Continued: A well-told 'Bronx Tale'

In a dark suit and with an air of suppressed restlessness, actor Chazz Palminteri moves like a man possessed as he paces the stage of the State Theatre. He has the lean mien of a onetime prizefighter or street brawler, and his actions suggest that he is ready for a match.

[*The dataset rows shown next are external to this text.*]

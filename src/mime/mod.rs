//-
// Copyright (c) 2020, Jason Lingle
//
// This file is part of Crymap.
//
// Crymap is free software: you can  redistribute it and/or modify it under the
// terms of  the GNU General Public  License as published by  the Free Software
// Foundation, either version  3 of the License, or (at  your option) any later
// version.
//
// Crymap is distributed  in the hope that  it will be useful,  but WITHOUT ANY
// WARRANTY; without  even the implied  warranty of MERCHANTABILITY  or FITNESS
// FOR  A PARTICULAR  PURPOSE.  See the  GNU General  Public  License for  more
// details.
//
// You should have received a copy of the GNU General Public License along with
// Crymap. If not, see <http://www.gnu.org/licenses/>.

pub mod content_encoding;
pub mod encoded_word;
pub mod entity;
pub mod fetch;
pub mod header;
pub mod model;
pub mod utf7;
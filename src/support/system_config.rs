//-
// Copyright (c) 2020, Jason Lingle
//
// This file is part of Crymap.
//
// Crymap is free software: you can  redistribute it and/or modify it under the
// terms of  the GNU General Public  License as published by  the Free Software
// Foundation, either version  3 of the License, or (at  your option) any later
// version.
//
// Crymap is distributed  in the hope that  it will be useful,  but WITHOUT ANY
// WARRANTY; without  even the implied  warranty of MERCHANTABILITY  or FITNESS
// FOR  A PARTICULAR  PURPOSE.  See the  GNU General  Public  License for  more
// details.
//
// You should have received a copy of the GNU General Public License along with
// Crymap. If not, see <http://www.gnu.org/licenses/>.

use serde::{Deserialize, Serialize};

use crate::support::error::Error;

/// Tunables for the message semantics layer.
///
/// This is normally embedded as a table in the server's own TOML
/// configuration. Every section is optional; an empty document yields the
/// defaults.
#[derive(Clone, Debug, Deserialize, Serialize, Default)]
pub struct SystemConfig {
    /// Limits applied when parsing a raw message into an `Entity` tree.
    #[serde(default)]
    pub parse: ParseConfig,

    /// Options for evaluating `SEARCH` criteria.
    #[serde(default)]
    pub search: SearchConfig,
}

impl SystemConfig {
    /// Parse a configuration from TOML text.
    pub fn from_toml(s: &str) -> Result<Self, Error> {
        Ok(toml::from_str(s)?)
    }
}

#[derive(Clone, Debug, Deserialize, Serialize)]
#[serde(default)]
pub struct ParseConfig {
    /// The maximum nesting depth of multipart entities.
    ///
    /// Anything nested more deeply is treated as an opaque leaf.
    pub max_recursion: u32,

    /// The maximum number of parts, across all levels, that will be split out
    /// of a single message.
    pub max_parts: u32,
}

impl Default for ParseConfig {
    fn default() -> Self {
        ParseConfig {
            max_recursion: 20,
            max_parts: 1000,
        }
    }
}

#[derive(Clone, Debug, Deserialize, Serialize)]
#[serde(default)]
pub struct SearchConfig {
    /// The maximum number of body bytes examined by `BODY` and `TEXT`
    /// predicates.
    ///
    /// This does not affect `LARGER` and `SMALLER`, which always use the
    /// exact size of the body.
    pub content_read_limit: usize,
}

impl Default for SearchConfig {
    fn default() -> Self {
        SearchConfig {
            content_read_limit: 131072,
        }
    }
}

#[cfg(test)]
mod test {
    use super::*;

    #[test]
    fn empty_config_uses_defaults() {
        let config = SystemConfig::from_toml("").unwrap();
        assert_eq!(20, config.parse.max_recursion);
        assert_eq!(1000, config.parse.max_parts);
        assert_eq!(131072, config.search.content_read_limit);
    }

    #[test]
    fn partial_sections_keep_other_defaults() {
        let config = SystemConfig::from_toml(
            "\
[parse]
max_recursion = 4

[search]
content_read_limit = 1024
",
        )
        .unwrap();
        assert_eq!(4, config.parse.max_recursion);
        assert_eq!(1000, config.parse.max_parts);
        assert_eq!(1024, config.search.content_read_limit);
    }

    #[test]
    fn bad_config_is_reported() {
        assert_matches!(
            Err(Error::Config(..)),
            SystemConfig::from_toml("[parse]\nmax_recursion = \"deep\"\n")
        );
    }

    #[test]
    fn config_round_trips_through_toml() {
        let mut config = SystemConfig::default();
        config.parse.max_parts = 12;
        let text = toml::to_string(&config).unwrap();
        let reparsed = SystemConfig::from_toml(&text).unwrap();
        assert_eq!(12, reparsed.parse.max_parts);
        assert_eq!(20, reparsed.parse.max_recursion);
    }
}
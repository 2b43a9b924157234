//-
// Copyright (c) 2020, Jason Lingle
//
// This file is part of Crymap.
//
// Crymap is free software: you can  redistribute it and/or modify it under the
// terms of  the GNU General Public  License as published by  the Free Software
// Foundation, either version  3 of the License, or (at  your option) any later
// version.
//
// Crymap is distributed  in the hope that  it will be useful,  but WITHOUT ANY
// WARRANTY; without  even the implied  warranty of MERCHANTABILITY  or FITNESS
// FOR  A PARTICULAR  PURPOSE.  See the  GNU General  Public  License for  more
// details.
//
// You should have received a copy of the GNU General Public License along with
// Crymap. If not, see <http://www.gnu.org/licenses/>.

//! Sample messages shared by the unit tests.
//!
//! They are written with bare LF line endings for legibility; `crlf()`
//! converts them to what actually goes over the wire.

use crate::mime::entity::Entity;

/// Body of part 1.1 of `MULTIPART_MIXED`.
pub const PLAIN_TEXT: &str =
    "The engine may act upon other things besides number.";

/// A multipart/mixed message whose first part is a multipart/alternative
/// and whose second part is an attachment.
pub const MULTIPART_MIXED: &str = "\
From: \"Ada Lovelace\" <ada@analytical.example>
Sender: secretary@analytical.example
To: charles@engine.example, =?utf-8?q?J=C3=B6rg?= <joerg@example.de>
Cc: Reviewers: menabrea@turin.example;
Subject: =?utf-8?q?Notes_on_the_Engine_=C2=A7?= 1
Date: Tue, 14 Apr 2020 09:30:00 +0100
Message-ID: <notes.1@analytical.example>
In-Reply-To: <q.7@engine.example>
X-Priority: 3
MIME-Version: 1.0
Content-Type: multipart/mixed; boundary=\"outer\"

This is a multi-part message in MIME format.
--outer
Content-Type: multipart/alternative; boundary=inner

--inner
Content-Type: text/plain; charset=utf-8
Content-Transfer-Encoding: 7bit

The engine may act upon other things besides number.
--inner
Content-Type: text/html; charset=utf-8

<p>The engine may act upon other things besides number.</p>
--inner--
--outer
Content-Type: text/plain; name=table.txt
Content-Disposition: attachment; filename=table.txt
Content-ID: <table@analytical.example>
Content-Description: Table of =?utf-8?q?B=C3=A9rnoulli?= numbers
Content-Language: en
Content-Location: http://analytical.example/table.txt
Content-Transfer-Encoding: quoted-printable

B1 =3D 1/6
B2 =3D -1/30
--outer--
Epilogue is ignored.
";

/// A message with a deeper tree, in the spirit of the example on page 56 of
/// RFC 3501:
///
/// ```text
/// multipart/mixed
///   1 text/plain
///   2 application/octet-stream
///   3 message/rfc822
///   4 multipart/mixed
///     4.1 image/gif
///     4.2 multipart/alternative
///       4.2.1 text/plain
///       4.2.2 multipart/related
///         4.2.2.1 text/html
///         4.2.2.2 image/png
/// ```
pub const DEEPLY_NESTED: &str = "\
Subject: Nesting
Content-Type: multipart/mixed; boundary=top

--top

Part 1
--top
Content-Type: application/octet-stream

Part 2
--top
Content-Type: message/rfc822

Subject: Part 3

Part 3 body
--top
Content-Type: multipart/mixed; boundary=p4

--p4
Content-Type: image/gif
Content-ID: <4.1>

Part 4.1
--p4
Content-Type: multipart/alternative; boundary=p42

--p42
Content-Type: text/plain

Part 4.2.1
--p42
Content-Type: multipart/related; boundary=p422

--p422
Content-Type: text/html

Part 4.2.2.1
--p422
Content-Type: image/png

Part 4.2.2.2
--p422--
--p42--
--p4--
--top--
";

/// A message with hardly any headers at all.
pub const MINIMAL: &str = "\
From: nobody
Subject: plain

Nothing to see here.
";

/// Convert LF line endings to CRLF.
pub fn crlf(message: &str) -> Vec<u8> {
    message.replace('\n', "\r\n").into_bytes()
}

/// Parse one of the sample messages after converting it to CRLF.
pub fn parse_sample(message: &str) -> Entity {
    Entity::parse(&crlf(message))
}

The actor/writer shadowboxes childhood ghosts in "A Bronx Tale," his hoary autobiographical one-man show that opened Tuesday in Minneapolis. Deploying a battery of vocal and physical mannerisms, Palminteri vividly conjures the colorful, if stereotypical, characters of his youth -- mostly mob habitués of the New York neighborhood where he grew up more than 40 years ago. He scrunches up his mouth to evoke one wiseguy known as Mario. He drags a foot and limps to depict a peddler. One character sings instead of talking.

Palminteri checks his sleeves and collar, "Godfather"-like, to evoke Sonny, the Mafia capo who became his friend and patron. One day, Palminteri, then 9, saw Sonny murder someone. The boy did not rat him out. As Sonny's power grew -- he became the most powerful don on the Eastern Seaboard -- so did his regard for Palminteri, whom he treated like a son.

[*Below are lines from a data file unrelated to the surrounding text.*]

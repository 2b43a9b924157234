//-
// Copyright (c) 2020, Jason Lingle
//
// This file is part of Crymap.
//
// Crymap is free software: you can  redistribute it and/or modify it under the
// terms of  the GNU General Public  License as published by  the Free Software
// Foundation, either version  3 of the License, or (at  your option) any later
// version.
//
// Crymap is distributed  in the hope that  it will be useful,  but WITHOUT ANY
// WARRANTY; without  even the implied  warranty of MERCHANTABILITY  or FITNESS
// FOR  A PARTICULAR  PURPOSE.  See the  GNU General  Public  License for  more
// details.
//
// You should have received a copy of the GNU General Public License along with
// Crymap. If not, see <http://www.gnu.org/licenses/>.

use std::fmt;
use std::str::FromStr;

use bitflags::bitflags;
use chrono::prelude::*;
use serde::{Deserialize, Serialize};

use crate::mime::fetch::search::OptionalSearchParts;
use crate::support::error::Error;

/// A message flag.
///
/// System flags are represented as top-level enum values. Keywords are in the
/// `Keyword` case.
///
/// The `Display` format of this type is the exact string value that would be
/// sent over the wire. `FromStr` does the reverse conversion, and also
/// understands non-standard casing of the system flags.
///
/// Keywords compare case-sensitively.
#[derive(Clone, PartialEq, Eq, Hash, Serialize, Deserialize)]
pub enum Flag {
    Answered,
    Deleted,
    Draft,
    Flagged,
    Seen,
    /// `\Recent`. This is never stored by clients, but the command layer
    /// reports it alongside the real flags of a message.
    Recent,
    Keyword(String),
}

impl fmt::Display for Flag {
    fn fmt(&self, f: &mut fmt::Formatter) -> fmt::Result {
        match self {
            &Flag::Answered => write!(f, "\\Answered"),
            &Flag::Deleted => write!(f, "\\Deleted"),
            &Flag::Draft => write!(f, "\\Draft"),
            &Flag::Flagged => write!(f, "\\Flagged"),
            &Flag::Seen => write!(f, "\\Seen"),
            &Flag::Recent => write!(f, "\\Recent"),
            &Flag::Keyword(ref kw) => write!(f, "{}", kw),
        }
    }
}

impl fmt::Debug for Flag {
    fn fmt(&self, f: &mut fmt::Formatter) -> fmt::Result {
        <Flag as fmt::Display>::fmt(self, f)
    }
}

impl FromStr for Flag {
    type Err = Error;

    fn from_str(s: &str) -> Result<Self, Error> {
        if s.eq_ignore_ascii_case("\\answered") {
            Ok(Flag::Answered)
        } else if s.eq_ignore_ascii_case("\\deleted") {
            Ok(Flag::Deleted)
        } else if s.eq_ignore_ascii_case("\\draft") {
            Ok(Flag::Draft)
        } else if s.eq_ignore_ascii_case("\\flagged") {
            Ok(Flag::Flagged)
        } else if s.eq_ignore_ascii_case("\\seen") {
            Ok(Flag::Seen)
        } else if s.eq_ignore_ascii_case("\\recent") {
            Ok(Flag::Recent)
        } else if s.starts_with('\\') {
            Err(Error::NxFlag)
        } else if !s.is_empty() && s.bytes().all(is_atom_char) {
            Ok(Flag::Keyword(s.to_owned()))
        } else {
            Err(Error::UnsafeName)
        }
    }
}

fn is_atom_char(ch: u8) -> bool {
    match ch {
        0..=b' ' => false,
        127..=255 => false,
        b'(' | b')' | b'{' | b'*' | b'%' | b'\\' | b'"' | b']' => false,
        _ => true,
    }
}

/// How a `STORE` command changes the flags of a message.
#[derive(Clone, Copy, Debug, PartialEq, Eq, Serialize, Deserialize)]
pub enum StoreOp {
    /// `FLAGS`: replace the flags outright.
    Set,
    /// `+FLAGS`
    Add,
    /// `-FLAGS`
    Remove,
}

/// The data item name of a `STORE` command, e.g., `+FLAGS.SILENT`.
#[derive(Clone, Copy, Debug, PartialEq, Eq)]
pub struct StoreItem {
    pub op: StoreOp,
    /// Whether the untagged `FETCH` responses are suppressed.
    pub silent: bool,
}

impl FromStr for StoreItem {
    type Err = Error;

    fn from_str(s: &str) -> Result<Self, Error> {
        let (base, silent) = match s.len().checked_sub(7) {
            Some(split)
                if s.is_char_boundary(split)
                    && s[split..].eq_ignore_ascii_case(".silent") =>
            {
                (&s[..split], true)
            },
            _ => (s, false),
        };

        let op = if base.eq_ignore_ascii_case("flags") {
            StoreOp::Set
        } else if base.eq_ignore_ascii_case("+flags") {
            StoreOp::Add
        } else if base.eq_ignore_ascii_case("-flags") {
            StoreOp::Remove
        } else {
            return Err(Error::BadStoreOperation);
        };

        Ok(StoreItem { op, silent })
    }
}

bitflags! {
    /// The flag-presence predicates of a `SearchCriteria` node.
    ///
    /// Every set bit is a separate condition; all of them must hold.
    #[derive(Default)]
    pub struct FlagCriteria: u32 {
        const ANSWERED = 1 << 0;
        const DELETED = 1 << 1;
        const DRAFT = 1 << 2;
        const FLAGGED = 1 << 3;
        const SEEN = 1 << 4;
        const RECENT = 1 << 5;
        /// `\Recent` and not `\Seen`.
        const NEW = 1 << 6;
        /// Not `\Recent`. (Not "not `NEW`".)
        const OLD = 1 << 7;
        const UNANSWERED = 1 << 8;
        const UNDELETED = 1 << 9;
        const UNDRAFT = 1 << 10;
        const UNFLAGGED = 1 << 11;
        const UNSEEN = 1 << 12;
    }
}

/// The criteria of the `SEARCH` command, as a boolean tree.
///
/// Every predicate present on a node must hold for the node to match; an
/// absent predicate does not constrain anything, so the default value matches
/// every message.
///
/// String predicates are case-insensitive substring matches. Date predicates
/// refer to the `Date` header, taken in its own time zone.
#[derive(Clone, Debug, Default, PartialEq)]
pub struct SearchCriteria {
    /// Sent strictly before this day.
    pub before: Option<NaiveDate>,
    /// Sent strictly after the start of this day.
    pub since: Option<NaiveDate>,
    /// Sent on this day.
    pub on: Option<NaiveDate>,

    pub bcc: Option<String>,
    pub cc: Option<String>,
    pub from: Option<String>,
    pub to: Option<String>,
    pub subject: Option<String>,
    /// Matched against the text parts of the message.
    pub body: Option<String>,
    /// Matched against the header and the text parts of the message.
    pub text: Option<String>,
    /// `(name, value)` pairs; the named header must exist and contain the
    /// value. An empty value matches any message that has the header.
    pub headers: Vec<(String, String)>,

    /// The body is larger than this many bytes.
    pub larger: Option<u64>,
    /// The body is smaller than this many bytes.
    pub smaller: Option<u64>,

    pub flags: FlagCriteria,
    pub keyword: Option<String>,
    pub unkeyword: Option<String>,

    pub not: Option<Box<SearchCriteria>>,
    pub or: Option<Box<(SearchCriteria, SearchCriteria)>>,
}

impl SearchCriteria {
    /// Determine what parts of the message need to be extracted to evaluate
    /// this criteria tree.
    pub fn search_parts(&self) -> OptionalSearchParts {
        let mut want = OptionalSearchParts::empty();

        if self.before.is_some() || self.since.is_some() || self.on.is_some()
        {
            want |= OptionalSearchParts::DATE;
        }
        if self.bcc.is_some() {
            want |= OptionalSearchParts::BCC;
        }
        if self.cc.is_some() {
            want |= OptionalSearchParts::CC;
        }
        if self.from.is_some() {
            want |= OptionalSearchParts::FROM;
        }
        if self.to.is_some() {
            want |= OptionalSearchParts::TO;
        }
        if self.subject.is_some() {
            want |= OptionalSearchParts::SUBJECT;
        }
        if self.body.is_some() {
            want |= OptionalSearchParts::CONTENT;
        }
        if self.text.is_some() {
            want |= OptionalSearchParts::HEADER_MAP
                | OptionalSearchParts::CONTENT;
        }
        if !self.headers.is_empty() {
            want |= OptionalSearchParts::HEADER_MAP;
        }
        if self.larger.is_some() || self.smaller.is_some() {
            want |= OptionalSearchParts::SIZE;
        }

        if let Some(ref not) = self.not {
            want |= not.search_parts();
        }
        if let Some(ref or) = self.or {
            want |= or.0.search_parts() | or.1.search_parts();
        }

        want
    }

    /// Whether evaluating this criteria needs the message itself, as opposed
    /// to just its flags.
    pub fn requires_content(&self) -> bool {
        !self.search_parts().is_empty()
    }
}

#[cfg(test)]
mod test {
    use super::*;

    #[test]
    fn flag_parsing() {
        assert_eq!(Flag::Seen, "\\Seen".parse::<Flag>().unwrap());
        assert_eq!(Flag::Answered, "\\ANSWERED".parse::<Flag>().unwrap());
        assert_eq!(Flag::Recent, "\\recent".parse::<Flag>().unwrap());
        assert_eq!(
            Flag::Keyword("$Forwarded".to_owned()),
            "$Forwarded".parse::<Flag>().unwrap()
        );

        assert_matches!(Err(Error::NxFlag), "\\Important".parse::<Flag>());
        assert_matches!(Err(Error::UnsafeName), "two words".parse::<Flag>());
        assert_matches!(Err(Error::UnsafeName), "".parse::<Flag>());
        assert_matches!(Err(Error::UnsafeName), "brace{".parse::<Flag>());
    }

    #[test]
    fn flag_display_round_trips() {
        for flag in &[
            Flag::Answered,
            Flag::Deleted,
            Flag::Draft,
            Flag::Flagged,
            Flag::Seen,
            Flag::Recent,
            Flag::Keyword("Junk".to_owned()),
        ] {
            assert_eq!(*flag, flag.to_string().parse::<Flag>().unwrap());
        }
    }

    #[test]
    fn keywords_are_case_sensitive() {
        assert_ne!(
            Flag::Keyword("junk".to_owned()),
            Flag::Keyword("Junk".to_owned())
        );
    }

    #[test]
    fn store_item_parsing() {
        assert_eq!(
            StoreItem {
                op: StoreOp::Set,
                silent: false,
            },
            "FLAGS".parse::<StoreItem>().unwrap()
        );
        assert_eq!(
            StoreItem {
                op: StoreOp::Add,
                silent: true,
            },
            "+flags.silent".parse::<StoreItem>().unwrap()
        );
        assert_eq!(
            StoreItem {
                op: StoreOp::Remove,
                silent: false,
            },
            "-Flags".parse::<StoreItem>().unwrap()
        );

        assert_matches!(
            Err(Error::BadStoreOperation),
            "*FLAGS".parse::<StoreItem>()
        );
        assert_matches!(
            Err(Error::BadStoreOperation),
            ".SILENT".parse::<StoreItem>()
        );
        assert_matches!(
            Err(Error::BadStoreOperation),
            "FLAGS.LOUD".parse::<StoreItem>()
        );
        assert_matches!(
            Err(Error::BadStoreOperation),
            "ÆFLAGS".parse::<StoreItem>()
        );
    }

    #[test]
    fn search_parts_follow_the_tree() {
        assert!(SearchCriteria::default().search_parts().is_empty());

        let flags_only = SearchCriteria {
            flags: FlagCriteria::SEEN | FlagCriteria::UNFLAGGED,
            keyword: Some("Junk".to_owned()),
            ..SearchCriteria::default()
        };
        assert!(!flags_only.requires_content());

        let text = SearchCriteria {
            text: Some("foo".to_owned()),
            ..SearchCriteria::default()
        };
        assert_eq!(
            OptionalSearchParts::HEADER_MAP | OptionalSearchParts::CONTENT,
            text.search_parts()
        );

        let nested = SearchCriteria {
            not: Some(Box::new(SearchCriteria {
                before: Some(NaiveDate::from_ymd(2020, 1, 1)),
                ..SearchCriteria::default()
            })),
            or: Some(Box::new((
                flags_only.clone(),
                SearchCriteria {
                    smaller: Some(100),
                    ..SearchCriteria::default()
                },
            ))),
            ..SearchCriteria::default()
        };
        assert_eq!(
            OptionalSearchParts::DATE | OptionalSearchParts::SIZE,
            nested.search_parts()
        );
        assert!(nested.requires_content());
    }
}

Directed ably by Jerry Zaks, Palminteri is totally engaging through the show's 90 minutes. He fills the stage with more than a dozen characters, including his parents, who disapprove of his growing ties to such mobsters as acne-faced Frankie Coffee Cake and Jimmy Ten-Two (he had feet that turned outward, as if telling the time), and Jane, the black girl that he, a Sicilian-American, likes.

Palminteri tells the story without judgment. He depicts the consternation of his bus-driver father with as much gusto as he plays Sonny's lines. It's just that Sonny has a lot more to say in "Bronx Tale."

Yet for all his acting skills and for all the honesty of both his up-from-the-neighborhood text, there's a sense that we've seen this story before. Perhaps it's because the culture is so steeped in portrayals of mobsters, from "The Godfather" to "The Sopranos," that the type has become something of a cartoon, with a physical vocabulary as recognizable as that of the Three Stooges.

There is also the matter of time. At 57, Palminteri is reliving events of four decades ago in "Bronx Tale" (which was made into a 1993 movie directed by Robert De Niro in which Palminteri played Sonny). In the 1960s, the nation may have been in the throes of the civil rights movement, but not in this corner of the Bronx. The closest we get to anything like an awakening in "Bronx Tale" is a recollection of a tragic encounter between black and Italian toughs in the Bronx.

"A Bronx Tale" would have been fresh and revelatory 30 years ago. It remains a compelling survival story today.